Inteligência, linguagem e mente humana
            Ulisses Capozoli
             Não sabemos quando apareceu a linguagem, o que não 
              chega a ser um desconforto especial. Como disse Loren Eiseley, num 
              de seus escritos mais surpreendentes, somos "órfãos 
              cósmicos" e, nessa condição, estamos desamparados 
              no mundo.
             Recorremos à ciência, como os antigos faziam com 
              os oráculos, em busca de pistas sobre a nossa própria 
              existência. E as respostas que obtemos, com freqüência 
              muito maior que a admitida por um certo pragmatismo, são 
              tão vagas e desconcertantes como as fornecidas pelos oráculos. 
              Assim, de alguma forma, caminhamos e permanecemos no mesmo lugar. 
              Nossa orfandade nos domina como a gravidade poderosa dos buracos 
              negros, capazes de engolir sóis inteiros sem regurgitar. 
              Ao menos por períodos imensuráveis para os padrões 
              humanos.
            Os astrônomos, manejando equações da linguagem, 
              referem-se ao "zoológico cósmico", ao tratarem 
              de "criaturas" como buracos negros, sorvedores de tudo 
              que se aproxima deles a uma distância definida por seu apetite 
              insaciável. Tudo quanto devoraram anteriormente, aumentando 
              seu corpanzil, só fez crescer a determinação 
              de ampliar seu raio de ação à espreita de novas 
              presas. Matéria, ou energia, para a voracidade dos buracos 
              negros, não faz diferença alguma.
            Os astrônomos só podem falar de um "zoológico 
              cósmico" e de suas criaturas exóticas pelo que 
              Wittgenstein chamou de "jogos de linguagem". Neste caso, 
              é possível falar de animais cósmicos com a 
              mesma naturalidade que se diz de Casa Verde. Não uma casa 
              verde em particular, mas um bairro, uma região ou uma cidade 
              com o nome de Casa Verde.
             Certamente que uma casa verde, em particular, pode estar na raiz 
              dessa qualificação. Mas, na maioria dos casos, ela 
              nem existe mais e suas marcas, como a história misteriosa 
              dos homens, está inteiramente apagada. Assim, a linguagem, 
              para prosseguir na metáfora dos jogos, é uma possibilidade. 
              Diferentes contextos produzem distintas formas. 

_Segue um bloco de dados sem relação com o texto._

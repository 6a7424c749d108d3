//! # A MOS 6502 Simulator written in Rust.
//!
//! ## Getting Started
//! To load a raw binary image at $0600 and run it until BRK:
//! ```
//! cargo run -- --origin 0x0600 /path/to/program.bin
//! ```
//! ...or if you've already built the binary then just...
//! ```
//! 6502 --origin 0x0600 --trace --expect 'a=#$37' /path/to/program.bin
//! ```
//! ## Options
//! Help for command line options is available using -h or --help.
#[macro_use]
mod macros;
mod addressing;
mod config;
mod core;
mod criteria;
mod error;
mod instructions;
mod memory;
mod registers;
mod runtime;
use std::collections::VecDeque;
use std::fmt;
use std::fs;
use std::result::Result;
use std::time::Instant;
pub(crate) use {crate::core::Core, crate::error::*};

fn main() -> Result<(), Box<dyn std::error::Error>> {
    config::init();
    // process_file does all the work
    if let Err(e) = process_file(config::ARGS.file.as_str(), &config::ARGS) {
        println!("{}", e);
        return Err(Box::new(e));
    }
    Ok(())
}
/// process_file drives the top level functionality (load, run, check) of the app
fn process_file(filename: &str, args: &config::Args) -> Result<(), Error> {
    // parse criteria before running anything so a typo doesn't waste a long run
    let criteria = criteria::parse_all(&args.expect)?;
    let image = fs::read(filename)?;
    if image.is_empty() {
        return Err(general_err!(format!("{} is empty", filename)));
    }

    let mut core = Core::new();
    core.load_image(&image, args.origin)?;
    core.reg.pc = args.pc.unwrap_or(args.origin);
    core.reg.sp = args.sp;
    core.trace = args.trace;
    core.history_len = args.history;

    info!("Executing {} from {:04X}", filename, core.reg.pc);
    core.exec(args.max_steps, args.on_unknown)?;
    verbose_println!("Final state: {} -> ({})", core.reg, core.reg.p);

    // if there are any criteria then check them now
    core.check_criteria(&criteria)
}
use super::*;
use memory::Memory;
use std::time::Duration;

/// The Core struct implements one 6502 processor instance: its registers, its private 64K address space
/// and some bookkeeping for the run loop.
/// Its implementation spans multiple files: runtime.rs, memory.rs, registers.rs, addressing.rs
pub struct Core {
    pub reg: registers::Set, // the full set of 6502 registers
    pub mem: Memory,         // flat address space owned by this instance
    /* perf measurement */
    pub start_time: Instant,    // the most recent time at which self.exec() started a program
    pub instruction_count: u64, // the number of instructions executed since the most recent program started
    pub clock_cycles: u64,      // advisory clock cycles consumed since the most recent program started
    pub eval_time: Duration,    // the total time spent in the eval method of instructions
    pub prep_time: Duration,    // the total time spent preparing to call eval methods for all instructions
    pub commit_time: Duration,  // the total time spent committing the Outcome of all instructions
    /* fields for tracing */
    pub trace: bool,                       // if true then display each instruction as it's executed
    pub history: Option<VecDeque<String>>, // list of instructions that have been recently executed
    pub history_len: usize,                // maximum length of history; 0 disables it
}
impl Default for Core {
    fn default() -> Self { Core::new() }
}
impl Core {
    pub fn new() -> Core {
        instructions::init();

        Core {
            reg: Default::default(),
            mem: Memory::new(),
            start_time: Instant::now(),
            instruction_count: 0,
            clock_cycles: 0,
            eval_time: Duration::ZERO,
            prep_time: Duration::ZERO,
            commit_time: Duration::ZERO,
            trace: false,
            history: None,
            history_len: 0,
        }
    }

    /// load_image copies a raw binary image into simulator memory at addr
    pub fn load_image(&mut self, bytes: &[u8], addr: u16) -> Result<usize, Error> {
        let extent = self.mem.load(bytes, addr)?;
        verbose_println!("loaded {} bytes at {:04X}", extent, addr);
        Ok(extent)
    }

    pub fn dump_mem(&self, addr: u16, count: u16) {
        for line in self.mem.dump(addr, count).lines() {
            println!("{}\r", line);
        }
    }
}
#![allow(unused_macros)]
macro_rules! verbose_println {
    ($($p:expr),+) => {
        if crate::config::ARGS.verbose {
            println!($($p),+);
        }
    }
}
// Explicit carriage returns keep the output aligned when stdout is shared with a raw terminal.
macro_rules! info {
    ($($p:expr),+) => {
        println!(concat!(blue!("INFO"),": {}\r"),format_args!($($p),+))
    }
}

macro_rules! warn {
    ($($p:expr),+) => {
        println!(concat!(red!("WARNING"),": {}\r"),format_args!($($p),+))
    }
}
macro_rules! general_err {
    ($msg:expr) => {
        Error::new(crate::ErrorKind::General, None, format!("{}", $msg).as_str())
    };
}
macro_rules! test_err {
    ($ctx:expr,$($msg:expr),*) => {
        Error::new(crate::ErrorKind::Test, $ctx, format!($($msg),*).as_str())
    };
}
macro_rules! runtime_err {
    ($kind:expr,$ctx:expr,$($msg:expr),*) => {
        Error::new(
            $kind,
            $ctx,
            format!("{} {}", red!("Runtime Error"), format!($($msg),*)).as_str(),
        )
    };
}
macro_rules! color {
    ($color: literal, $msg: expr) => {
        concat!("\x1b[", $color, "m", $msg, "\x1b[0m")
    };
}
macro_rules! red {
    ($msg:expr) => {
        color!(91, $msg)
    };
}
macro_rules! green {
    ($msg:expr) => {
        color!(92, $msg)
    };
}
macro_rules! yellow {
    ($msg:expr) => {
        color!(93, $msg)
    };
}
macro_rules! blue {
    ($msg:expr) => {
        color!(94, $msg)
    };
}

            Wittgenstein, filósofo da linguagem, como um Descartes moderno, 
              tentou precaver-se do erro transmitido pela linguagem com um enorme 
              esforço construído à base de proposições. 

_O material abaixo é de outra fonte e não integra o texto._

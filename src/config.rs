use clap::{Parser, ValueEnum};
use clap_num::maybe_hex;
use lazy_static::lazy_static;

/// What the run loop does when it fetches a byte with no instruction table entry.
#[derive(Copy, Clone, Debug, PartialEq, Eq, ValueEnum)]
pub enum OnUnknown {
    /// stop executing and report the error
    Halt,
    /// report a warning, step over the byte and keep going
    Skip,
}

#[derive(Parser, Debug)]
#[command(author,version,about,long_about=None)]
pub struct Args {
    /// Raw binary image to load and run
    pub file: String,

    /// Address at which to load the image (hex ok with '0x')
    #[arg(short, long, value_parser=maybe_hex::<u16>, default_value_t=0x0000_u16)]
    pub origin: u16,

    /// Initial program counter; defaults to the load address
    #[arg(long, value_parser=maybe_hex::<u16>)]
    pub pc: Option<u16>,

    /// Initial stack pointer
    #[arg(long, value_parser=maybe_hex::<u8>, default_value_t=0xff_u8)]
    pub sp: u8,

    /// Stop after this many instructions if BRK hasn't been reached
    #[arg(short, long, default_value_t = 1_000_000)]
    pub max_steps: u64,

    /// What to do when an unknown opcode is fetched
    #[arg(long, value_enum, default_value_t = OnUnknown::Halt)]
    pub on_unknown: OnUnknown,

    /// Post-run assertion of the form lhs=rhs, e.g. a=#$19 or $0200=#%1010 (repeatable)
    #[arg(short, long)]
    pub expect: Vec<String>,

    /// The number of executed instructions to keep for display when the program faults
    #[arg(long, default_value_t = 20)]
    pub history: usize,

    /// Display perf data (only interesting for longer-running programs)
    #[arg(long)]
    pub perf: bool,

    /// Trace each machine instruction as it is executed
    #[arg(short, long)]
    pub trace: bool,

    /// Enable verbose output
    #[arg(short, long)]
    pub verbose: bool,
}

lazy_static! {
    pub static ref ARGS: Args = if cfg!(test) {
        // manually set parameters for running tests
        Args::parse_from(["test", "test.bin"])
    } else {
        Args::parse()
    };
}

pub fn init() { lazy_static::initialize(&ARGS); }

              Talvez sua idéia mais conhecida, na base do seu Tractatus 
              Logico-Philosophicus seja "do que não se pode falar, 
              deve-se calar". Descartes preferiu a matemática, embora 
              o "cogito ergo sum" esteja associado à sua imagem 
              como a cabeleira rebelde à figura de Einstein e os olhos 
              escuros e melancólicos à fisionomia de Isaac Newton. 

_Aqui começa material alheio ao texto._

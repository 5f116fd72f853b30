//! Time Source Abstraction
//!
//! Expirations are computed against an injectable clock rather than the wall
//! clock directly. The store is the only component that reads time; it stamps
//! `created_at` on new items and evaluates TTLs on access.
//!
//! Two implementations are provided:
//!
//! - [`SystemClock`]: reads the system wall clock. This is what a server
//!   started with [`crate::MiniMemcached::run`] uses.
//! - [`MockClock`]: holds a cursor that starts at the current wall time and
//!   moves only when [`MockClock::advance`] is called. Inject it with
//!   [`crate::MiniMemcached::run_with_clock`] to test expiry behavior without
//!   sleeping.
//!
//! ## Example
//!
//! ```
//! use mini_memcached::clock::{Clock, MockClock};
//! use std::time::Duration;
//!
//! let clock = MockClock::new();
//! let before = clock.now();
//! clock.advance(Duration::from_secs(60));
//! assert_eq!(clock.now(), before + 60);
//! ```

use std::sync::Mutex;
use std::time::{Duration, SystemTime, UNIX_EPOCH};

/// A source of the current time, as Unix seconds.
pub trait Clock: Send + Sync {
    /// Returns the current time in seconds since the Unix epoch.
    fn now(&self) -> i64;
}

/// The real wall clock.
#[derive(Debug, Default, Clone, Copy)]
pub struct SystemClock;

impl SystemClock {
    pub fn new() -> Self {
        SystemClock
    }
}

impl Clock for SystemClock {
    fn now(&self) -> i64 {
        SystemTime::now()
            .duration_since(UNIX_EPOCH)
            .map(|elapsed| elapsed.as_secs() as i64)
            .unwrap_or(0)
    }
}

/// A manually advanced clock for tests.
///
/// The cursor is initialized to the current wall time and only moves when
/// [`advance`](MockClock::advance) is called. The cursor is mutex-guarded so
/// a test can advance time while server tasks read it.
#[derive(Debug)]
pub struct MockClock {
    cursor: Mutex<Duration>,
}

impl MockClock {
    /// Creates a mock clock positioned at the current wall time.
    pub fn new() -> Self {
        let now = SystemTime::now()
            .duration_since(UNIX_EPOCH)
            .unwrap_or(Duration::ZERO);
        Self {
            cursor: Mutex::new(now),
        }
    }

    /// Moves the clock forward by `delta`.
    pub fn advance(&self, delta: Duration) {
        let mut cursor = self.cursor.lock().unwrap();
        *cursor += delta;
    }
}

impl Default for MockClock {
    fn default() -> Self {
        Self::new()
    }
}

impl Clock for MockClock {
    fn now(&self) -> i64 {
        self.cursor.lock().unwrap().as_secs() as i64
    }
}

              Do esforço de homens como Wittgenstein, Descartes, Einstein 
              e Newton depende o avanço da ciência, que o próprio 
              Einstein, mais de uma vez, avaliou como o tesouro mais precioso 
              da humanidade.
             Mas garantir-se contra o erro certamente é um esforço 
              destinado ao fracasso. Ainda assim, como Sísifo, condenado 
              a levar uma pedra até o cume da montanha, de onde ela rolaria 
              para a base, os homens não se cansam de tentar. É 
              parte da sina humana. Tentar o impossível, com o propósito 
              de fazer, da determinação, o resultado final.
             No erro pode estar o acerto, ao menos em termos de seleção 
              natural. O erro pode trazer a vantagem e a vantagem a sobrevivência. 
              A vida é uma incessante lapidação de formas, 
              com a diferença que, neste caso, os escultores, sóis 
              gigantescos que explodiram em épocas remotas, colisões 
              de mundos bilhões de vezes mais densos que o chumbo, interações 
              de galáxias como a fusão de bandos de aves em migração, 
              dispararam das profundezas do espaço-tempo seus dardos moduladores 
              de formas.
            Inteligência, linguagem e mente humana parecem tão 
              harmoniosamente ligados como os sóis dos interiores galáticos. 
              Não apenas seus campos gravitacionais se entrelaçam, 
              cada vez mais fracamente, dependendo do aumento da distância, 
              sem nunca se esgotar. Suas emissões, as luminosas, e as rajadas 
              de partículas, pedaços de átomos partidos, 
              também interagem num movimento incessante, como as ondas 
              do mar. Na verdade, as ondulações do mar se originam 
              no coração do Sol, resultado do esmagamentos atômico, 
              a fusão nuclear. Essa é a usina de força que 
              gera os ventos na Terra e os ventos são parte do complexo 
              mecanismo que agita o mar.
            Richard Leakey, antropólogo que, como seus pais Louis e 
              Mary Leakey fizeram, escarafuncha as planícies aluviais da 
              África, atrás dos primeiros humanos, escreveu em Origins, 
              aqui homenageado com o empréstimo do título de um 
              capítulo, que "a linguagem falada é, provavelmente, 
              o último passo e, com toda a certeza, o mais importante, 
              na evolução do cérebro humano".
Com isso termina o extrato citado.